Data extracted from a collection:
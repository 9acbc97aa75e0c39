//! Backend abstraction for `TaskDeck`.
//!
//! Defines the [`Backend`] trait that the sync store talks to. The one
//! production implementation is [`hub::HubBackend`], a WebSocket client
//! for the `taskdeck-hub` service; tests substitute their own mock.

pub mod hub;

use std::future::Future;

use taskdeck_proto::api::ChangeEvent;
use taskdeck_proto::codec::CodecError;
use taskdeck_proto::contact::{Contact, ContactId, ContactPatch, NewContact};
use taskdeck_proto::task::{FullTask, SubtaskId, TaskDraft, TaskId, TaskStatus};
use tokio::sync::mpsc;

/// Errors that can occur during backend operations.
#[derive(Debug, thiserror::Error)]
pub enum BackendError {
    /// The connection to the hub has been closed.
    #[error("connection closed")]
    ConnectionClosed,

    /// Connecting to the hub timed out.
    #[error("hub connect timed out")]
    ConnectTimeout,

    /// The hub rejected the request.
    #[error("request rejected: {0}")]
    Rejected(String),

    /// The hub answered with a response of the wrong shape.
    #[error("unexpected response: {0}")]
    UnexpectedResponse(String),

    /// A frame could not be encoded or decoded.
    #[error(transparent)]
    Codec(#[from] CodecError),

    /// An underlying I/O error occurred.
    #[error("backend I/O error: {0}")]
    Io(#[from] std::io::Error),
}

/// Async CRUD and change-feed interface to the data service.
///
/// Mutations return `Ok(())` once the hub has accepted them; they do not
/// carry the new row back. Callers are expected to refetch the affected
/// collection afterwards, which is what [`crate::store::SyncStore`] does.
pub trait Backend: Send + Sync {
    /// Fetch all contacts, ordered by name ascending.
    fn list_contacts(&self) -> impl Future<Output = Result<Vec<Contact>, BackendError>> + Send;

    /// Point lookup of a single contact. `Ok(None)` when the id is unknown.
    fn get_contact(
        &self,
        id: ContactId,
    ) -> impl Future<Output = Result<Option<Contact>, BackendError>> + Send;

    /// Insert a new contact.
    fn insert_contact(
        &self,
        contact: NewContact,
    ) -> impl Future<Output = Result<(), BackendError>> + Send;

    /// Apply a partial update to a contact.
    fn update_contact(
        &self,
        id: ContactId,
        patch: ContactPatch,
    ) -> impl Future<Output = Result<(), BackendError>> + Send;

    /// Delete a contact and its task assignments.
    fn delete_contact(&self, id: ContactId)
    -> impl Future<Output = Result<(), BackendError>> + Send;

    /// Fetch all tasks joined with subtasks and assigned contacts.
    fn list_tasks(&self) -> impl Future<Output = Result<Vec<FullTask>, BackendError>> + Send;

    /// Insert a new task with its initial subtasks and assignments.
    fn insert_task(&self, draft: TaskDraft)
    -> impl Future<Output = Result<(), BackendError>> + Send;

    /// Move a task to a different workflow stage.
    fn update_task_status(
        &self,
        id: TaskId,
        status: TaskStatus,
    ) -> impl Future<Output = Result<(), BackendError>> + Send;

    /// Delete a task, cascading to its subtasks and assignments.
    fn delete_task(&self, id: TaskId) -> impl Future<Output = Result<(), BackendError>> + Send;

    /// Set a subtask's completion flag.
    fn set_subtask_done(
        &self,
        id: SubtaskId,
        is_done: bool,
    ) -> impl Future<Output = Result<(), BackendError>> + Send;

    /// Start receiving change events on a fresh channel.
    ///
    /// Calling `subscribe` again replaces the previous channel, so at most
    /// one receiver is fed at a time.
    fn subscribe(
        &self,
    ) -> impl Future<Output = Result<mpsc::Receiver<ChangeEvent>, BackendError>> + Send;

    /// Whether the connection to the data service is currently up.
    fn is_connected(&self) -> bool;
}
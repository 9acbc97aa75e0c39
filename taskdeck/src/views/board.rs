//! Kanban board view: column focus, task selection, search, and the
//! task detail overlay.

use std::time::{Duration, Instant};

use taskdeck_proto::task::{FullTask, TaskId, TaskStatus};

use super::Pending;

/// The workflow stage after `status`, or `None` at the last column.
#[must_use]
pub fn next_status(status: TaskStatus) -> Option<TaskStatus> {
    let pos = TaskStatus::ALL.iter().position(|s| *s == status)?;
    TaskStatus::ALL.get(pos + 1).copied()
}

/// The workflow stage before `status`, or `None` at the first column.
#[must_use]
pub fn prev_status(status: TaskStatus) -> Option<TaskStatus> {
    let pos = TaskStatus::ALL.iter().position(|s| *s == status)?;
    pos.checked_sub(1).map(|p| TaskStatus::ALL[p])
}

/// Case-insensitive substring match against title and description.
///
/// An empty or whitespace-only query matches everything.
#[must_use]
pub fn matches_search(task: &FullTask, query: &str) -> bool {
    let query = query.trim().to_lowercase();
    if query.is_empty() {
        return true;
    }
    if task.task.title.to_lowercase().contains(&query) {
        return true;
    }
    task.task
        .description
        .as_ref()
        .is_some_and(|d| d.to_lowercase().contains(&query))
}

/// State of the board screen.
///
/// The detail overlay closes with a short delay like the contact
/// dialogs; see [`super::Pending`].
#[derive(Debug)]
pub struct BoardView {
    /// The focused column.
    pub column: TaskStatus,
    /// Selected row within the focused column.
    pub selected: usize,
    /// Task shown in the detail overlay, if open.
    pub detail: Option<TaskId>,
    /// Current search query filtering all columns.
    pub search: String,
    /// Whether the search input has focus.
    pub searching: bool,
    pending: Option<Pending<Option<TaskId>>>,
}

impl Default for BoardView {
    fn default() -> Self {
        Self::new()
    }
}

impl BoardView {
    /// A fresh board view focused on the first column.
    #[must_use]
    pub const fn new() -> Self {
        Self {
            column: TaskStatus::ToDo,
            selected: 0,
            detail: None,
            search: String::new(),
            searching: false,
            pending: None,
        }
    }

    /// Move focus one column to the left, keeping it at the first.
    pub fn focus_left(&mut self) {
        if let Some(prev) = prev_status(self.column) {
            self.column = prev;
            self.selected = 0;
        }
    }

    /// Move focus one column to the right, keeping it at the last.
    pub fn focus_right(&mut self) {
        if let Some(next) = next_status(self.column) {
            self.column = next;
            self.selected = 0;
        }
    }

    /// Move the selection up within the focused column.
    pub const fn select_prev(&mut self) {
        if self.selected > 0 {
            self.selected -= 1;
        }
    }

    /// Move the selection down, bounded by the column length.
    pub fn select_next(&mut self, len: usize) {
        if self.selected + 1 < len {
            self.selected += 1;
        }
    }

    /// Keep the selection valid after the column contents changed.
    pub fn clamp_selection(&mut self, len: usize) {
        if len == 0 {
            self.selected = 0;
        } else if self.selected >= len {
            self.selected = len - 1;
        }
    }

    /// Open the detail overlay for a task, cancelling a pending close.
    pub fn open_detail(&mut self, id: TaskId) {
        self.pending = None;
        self.detail = Some(id);
    }

    /// Schedule the detail overlay to close after `delay`.
    ///
    /// A previously scheduled close is replaced.
    pub fn schedule_close(&mut self, now: Instant, delay: Duration) {
        self.pending = Some(Pending::new(None, now + delay));
    }

    /// Apply the pending overlay transition if it is due.
    pub fn tick(&mut self, now: Instant) {
        if let Some(pending) = &self.pending
            && pending.is_due(now)
        {
            let pending = self.pending.take();
            if let Some(p) = pending {
                self.detail = p.next;
            }
        }
    }

    /// Whether an overlay transition is pending.
    #[must_use]
    pub const fn has_pending(&self) -> bool {
        self.pending.is_some()
    }

    /// The tasks of `column` that match the current search query.
    #[must_use]
    pub fn visible<'a>(&self, column: &'a [FullTask]) -> Vec<&'a FullTask> {
        column
            .iter()
            .filter(|task| matches_search(task, &self.search))
            .collect()
    }
}
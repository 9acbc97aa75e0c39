//! `TaskDeck` client library.
//!
//! A terminal kanban board with a contact book, kept in sync with a hosted
//! data hub over WebSocket. The [`store::SyncStore`] holds reactive
//! collections that views observe; every mutation goes to the hub and the
//! affected collections are refetched wholesale.

pub mod app;
pub mod backend;
pub mod config;
pub mod format;
pub mod net;
pub mod store;
pub mod ui;
pub mod views;
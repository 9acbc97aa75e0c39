//! Task, subtask, and board-workflow types for `TaskDeck`.
//!
//! A task moves through four fixed workflow stages and may carry subtasks
//! and assignments to contacts (many-to-many). The hub resolves the joins
//! and ships a [`FullTask`] per row in a single `ListTasks` request.

use chrono::{DateTime, NaiveDate, Utc};
use serde::{Deserialize, Serialize};

use crate::contact::ContactId;

/// Server-assigned row identifier for a task.
#[derive(
    Debug, Clone, Copy, PartialEq, Eq, Hash, PartialOrd, Ord, Serialize, Deserialize, Default,
)]
pub struct TaskId(pub i64);

impl std::fmt::Display for TaskId {
    fn fmt(&self, f: &mut std::fmt::Formatter<'_>) -> std::fmt::Result {
        write!(f, "{}", self.0)
    }
}

/// Server-assigned row identifier for a subtask.
#[derive(
    Debug, Clone, Copy, PartialEq, Eq, Hash, PartialOrd, Ord, Serialize, Deserialize, Default,
)]
pub struct SubtaskId(pub i64);

impl std::fmt::Display for SubtaskId {
    fn fmt(&self, f: &mut std::fmt::Formatter<'_>) -> std::fmt::Result {
        write!(f, "{}", self.0)
    }
}

/// Urgency of a task.
#[derive(Debug, Clone, Copy, PartialEq, Eq, Hash, Serialize, Deserialize)]
pub enum TaskPriority {
    /// Needs attention now.
    Urgent,
    /// Default priority.
    Medium,
    /// Can wait.
    Low,
}

impl std::fmt::Display for TaskPriority {
    fn fmt(&self, f: &mut std::fmt::Formatter<'_>) -> std::fmt::Result {
        match self {
            Self::Urgent => write!(f, "Urgent"),
            Self::Medium => write!(f, "Medium"),
            Self::Low => write!(f, "Low"),
        }
    }
}

/// Kind of work a task represents.
#[derive(Debug, Clone, Copy, PartialEq, Eq, Hash, Serialize, Deserialize)]
pub enum TaskCategory {
    /// Implementation or maintenance work.
    TechnicalTask,
    /// Feature described from the user's perspective.
    UserStory,
}

impl std::fmt::Display for TaskCategory {
    fn fmt(&self, f: &mut std::fmt::Formatter<'_>) -> std::fmt::Result {
        match self {
            Self::TechnicalTask => write!(f, "Technical Task"),
            Self::UserStory => write!(f, "User Story"),
        }
    }
}

/// Workflow stage of a task. Every task is in exactly one stage, and the
/// board partitions the task collection into these four columns.
#[derive(Debug, Clone, Copy, PartialEq, Eq, Hash, Serialize, Deserialize)]
pub enum TaskStatus {
    /// Not started.
    ToDo,
    /// Actively being worked on.
    InProgress,
    /// Done from the assignee's side, waiting on review.
    AwaitingFeedback,
    /// Completed.
    Done,
}

impl TaskStatus {
    /// All workflow stages in board-column order.
    pub const ALL: [Self; 4] = [
        Self::ToDo,
        Self::InProgress,
        Self::AwaitingFeedback,
        Self::Done,
    ];
}

impl std::fmt::Display for TaskStatus {
    fn fmt(&self, f: &mut std::fmt::Formatter<'_>) -> std::fmt::Result {
        match self {
            Self::ToDo => write!(f, "To Do"),
            Self::InProgress => write!(f, "In Progress"),
            Self::AwaitingFeedback => write!(f, "Awaiting Feedback"),
            Self::Done => write!(f, "Done"),
        }
    }
}

/// A task row as stored by the hub.
#[derive(Debug, Clone, PartialEq, Eq, Serialize, Deserialize)]
pub struct Task {
    /// Server-assigned identifier.
    pub id: TaskId,
    /// Short title shown on the board card.
    pub title: String,
    /// Optional longer description.
    pub description: Option<String>,
    /// When the task is due.
    pub due_date: NaiveDate,
    /// Urgency.
    pub priority: TaskPriority,
    /// Kind of work.
    pub category: TaskCategory,
    /// Current workflow stage.
    pub status: TaskStatus,
    /// When the row was inserted (set by the hub).
    pub created_at: DateTime<Utc>,
}

/// A subtask row: a checklist item owned by one task.
#[derive(Debug, Clone, PartialEq, Eq, Serialize, Deserialize)]
pub struct Subtask {
    /// Server-assigned identifier.
    pub id: SubtaskId,
    /// Owning task.
    pub task_id: TaskId,
    /// Checklist item text.
    pub title: String,
    /// Completion flag.
    pub is_done: bool,
}

/// The slice of a contact carried along with a task assignment.
#[derive(Debug, Clone, PartialEq, Eq, Serialize, Deserialize)]
pub struct AssignedContact {
    /// The assigned contact's id.
    pub id: ContactId,
    /// Display name.
    pub name: String,
    /// Accent color for the avatar badge.
    pub color: String,
    /// Email address.
    pub email: String,
}

/// A task joined with its subtasks and assigned contacts, as returned by
/// the hub's `ListTasks` in a single request.
#[derive(Debug, Clone, PartialEq, Eq, Serialize, Deserialize)]
pub struct FullTask {
    /// The task row itself.
    pub task: Task,
    /// Checklist items, in insertion order.
    pub subtasks: Vec<Subtask>,
    /// Assigned contacts, in assignment order.
    pub assignees: Vec<AssignedContact>,
}

impl FullTask {
    /// Number of completed subtasks.
    #[must_use]
    pub fn done_subtasks(&self) -> usize {
        self.subtasks.iter().filter(|s| s.is_done).count()
    }
}

/// Creation payload for a new task with its initial subtasks and
/// assignments. The hub assigns all row ids and the creation timestamp.
#[derive(Debug, Clone, PartialEq, Eq, Serialize, Deserialize)]
pub struct TaskDraft {
    /// Short title.
    pub title: String,
    /// Optional longer description.
    pub description: Option<String>,
    /// When the task is due.
    pub due_date: NaiveDate,
    /// Urgency.
    pub priority: TaskPriority,
    /// Kind of work.
    pub category: TaskCategory,
    /// Contacts to assign.
    pub assigned_contact_ids: Vec<ContactId>,
    /// Titles of the initial subtasks (all start not-done).
    pub subtask_titles: Vec<String>,
}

→ **How to complete this task**: For every line of the data above that contains "TaskPriority", copy that line.

→ **Response for this exercise**:
pub enum TaskPriority {
impl std::fmt::Display for TaskPriority {
    pub priority: TaskPriority,
    pub priority: TaskPriority,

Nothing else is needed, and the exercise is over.